American educator (1896–1979)

Esther Biddle Rhoads (November 26, 1896 – February 4, 1979) was an American educator and Quaker relief worker. She was a teacher at the Friends Girls School in Tokyo from 1917 to 1940, and returned to Japan after World War II to rebuild the school as its principal; she was also tutor of Prince Akihito from 1950 to 1960.

== Early life and education ==
Rhoads was born in Philadelphia, Pennsylvania, the daughter of Edward Garrett Rhoads and Margaret Ely Paxson Rhoads. Her family were Quakers; her father was a physician. She attended Germantown Friends School, Drexel Institute, and in 1921 completed a bachelor's degree at Earlham College in Indiana. In 1927 she earned a master's degree in religious education from Teachers College, Columbia University.

== Career ==
Rhoads went to teach in Japan in 1917, at the Friends Girls School in Tokyo. At the school, she also coached sports, directed student theatrical productions, and oversaw a dormitory. She and her mother were in Tokyo for the Great Kantō Earthquake in 1923. She left Japan in 1940. During the war, she worked in California with the American Friends Service Committee (AFSC) and used her Japanese language and cultural understanding to support Japanese-Americans incarcerated in internment camps.

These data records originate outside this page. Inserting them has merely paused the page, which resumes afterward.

/// Coverage strategy
///
/// Compares the population matching the IN filters against the part of it
/// whose addresses have qualifying coverage rows.
use super::builder::{Select, WithQuery};
use super::expr::{filter_predicates, Membership};
use super::{finish_result, percent_expr, Context};
use crate::error::CodeGenError;
use crate::mappings::{qualify, Dataset};

const MEMBERSHIP: Membership<'static> = Membership {
    key: "a.adrid",
    source: "dekning d",
    source_key: "d.adrid",
    correlation: Some("d.aar = a.aar"),
};

pub(super) fn generate(ctx: &Context<'_>) -> Result<String, CodeGenError> {
    let mut with = WithQuery::new();
    write_result(&mut with, ctx)?;
    finish_result(with, ctx)
}

/// Add the source, `population`, `coverage` and `result` CTEs. `result` has
/// the columns `gruppe, [aar,] covered, total, percent`.
pub(super) fn write_result(with: &mut WithQuery, ctx: &Context<'_>) -> Result<(), CodeGenError> {
    let query = ctx.query;
    let multi_year = ctx.is_multi_year();
    let metric = query.count.column();

    with.cte("adr", ctx.source(&[Dataset::Addresses]));

    let group = query.by.expr(None);
    let mut population = Select::new("adr").column(format!("{} AS gruppe", group));
    if multi_year {
        population = population.column("aar");
    }
    population = population
        .column(format!("SUM({}) AS total", metric))
        .filter(ctx.year_filter(None))
        .filters(filter_predicates(&query.filters, None)?)
        .group_by(group);
    if multi_year {
        population = population.group_by("aar");
    }

    let Some(has) = &query.has else {
        // Without HAS everything counted is covered
        with.cte("population", population);
        with.cte("result", result_select(ctx, "p.total", false));
        return Ok(());
    };

    with.cte("dekning", ctx.source(&[Dataset::FixedCoverage, Dataset::MobileCoverage]));
    with.cte("population", population);

    let group = query.by.expr(Some("a"));
    let metric = match metric {
        "1" => "1".to_string(),
        column => qualify(Some("a"), column),
    };
    let mut coverage = Select::new("adr a").column(format!("{} AS gruppe", group));
    if multi_year {
        coverage = coverage.column("a.aar");
    }
    coverage = coverage
        .column(format!("SUM({}) AS covered", metric))
        .filter(ctx.year_filter(Some("a")))
        .filter(MEMBERSHIP.predicate(has)?)
        .filters(filter_predicates(&query.filters, Some("a"))?)
        .group_by(group);
    if multi_year {
        coverage = coverage.group_by("a.aar");
    }
    with.cte("coverage", coverage);

    with.cte("result", result_select(ctx, "COALESCE(c.covered, 0)", true));
    Ok(())
}

fn result_select(ctx: &Context<'_>, covered: &str, join_coverage: bool) -> Select {
    let mut result = Select::new("population p").column("p.gruppe");
    if ctx.is_multi_year() {
        result = result.column("p.aar");
    }
    result = result
        .column(format!("{} AS covered", covered))
        .column("p.total")
        .column(format!("{} AS percent", percent_expr(covered, "p.total")));

    if join_coverage {
        let mut join = "LEFT JOIN coverage c ON p.gruppe = c.gruppe".to_string();
        if ctx.is_multi_year() {
            join.push_str(" AND p.aar = c.aar");
        }
        result = result.join(join);
    }
    result
}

After the war, Rhoads returned to Japan, as commissioner of Licensed Agencies for Relief in Asia (LARA). In 1949, became principal of the Friends Girls School in Tokyo. She also tutored Crown Prince Akihito, from 1950 to 1960. She left her Japan posts in 1960. In retirement, Rhoads went to Tunisia, to work with the AFSC in to provide humanitarian relief to refugees of the Algerian War.

Rhoads received the Fourth Order of the Sacred Treasure in 1952, from Emperor Hirohito; she received the Third Order of the Sacred Treasure upon her retirement in 1960. She also held the highest decoration given by the Japanese Red Cross Society, and was presented with symbolic keys to the city of Tokyo. A biography, Footprints of a Quaker, was published in Japanese.

== Personal life ==
Rhoads died in 1979, in Germantown, Pennsylvania, at the age of 82. A large collection of her papers is held in the Haverford College Libraries' Quaker & Special Collections.